Stored dataset items:
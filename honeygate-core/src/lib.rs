//! Core functionality for the honeygate project
//!
//! This crate contains the authentication decision engine behind the
//! honeygate login-security demonstration: trap-account ("honeyuser")
//! detection, typo-tolerant password checking, attempt-based lockout, and
//! short-lived single-use one-time passcodes, orchestrated by a fixed
//! decision flow.
//!
//! State lives behind the repository traits in [`repositories`]; this
//! crate ships no storage implementation. Pair it with a backend crate
//! (such as `honeygate-storage-memory`) or use the `honeygate` facade,
//! which wires everything together.
//!
//! See [`services::LoginService`] for the decision flow and
//! [`services::login::LoginOutcome`] for the request/response contract it
//! produces.

pub mod error;
pub mod honeyuser;
pub mod id;
pub mod password;
pub mod repositories;
pub mod services;
pub mod storage;

pub use error::Error;
pub use honeyuser::HoneyuserDetector;
pub use password::{PasswordChecker, PasswordVerdict};
pub use services::{
    AttemptLogger, FileAttemptLogger, LockoutService, LoginOutcome, LoginRequest, LoginService,
    OtpService, TracingAttemptLogger,
};
pub use storage::{
    AttemptRecord, IssuedOtp, LockoutConfig, LockoutStatus, OtpConfig, OtpId, OtpRecord,
};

■ **Task description**: Repeat every line of the data precisely.

■ **Result below**:
filename honeygate-core/src/lib.rs
//! Core functionality for the honeygate project
//!
//! This crate contains the authentication decision engine behind the
//! honeygate login-security demonstration: trap-account ("honeyuser")
//! detection, typo-tolerant password checking, attempt-based lockout, and
//! short-lived single-use one-time passcodes, orchestrated by a fixed
//! decision flow.
//!
//! State lives behind the repository traits in [`repositories`]; this
//! crate ships no storage implementation. Pair it with a backend crate
//! (such as `honeygate-storage-memory`) or use the `honeygate` facade,
//! which wires everything together.
//!
//! See [`services::LoginService`] for the decision flow and
//! [`services::login::LoginOutcome`] for the request/response contract it
//! produces.

pub mod error;
pub mod honeyuser;
pub mod id;
pub mod password;
pub mod repositories;
pub mod services;
pub mod storage;

pub use error::Error;
pub use honeyuser::HoneyuserDetector;
pub use password::{PasswordChecker, PasswordVerdict};
pub use services::{
    AttemptLogger, FileAttemptLogger, LockoutService, LoginOutcome, LoginRequest, LoginService,
    OtpService, TracingAttemptLogger,
};
pub use storage::{
    AttemptRecord, IssuedOtp, LockoutConfig, LockoutStatus, OtpConfig, OtpId, OtpRecord,
};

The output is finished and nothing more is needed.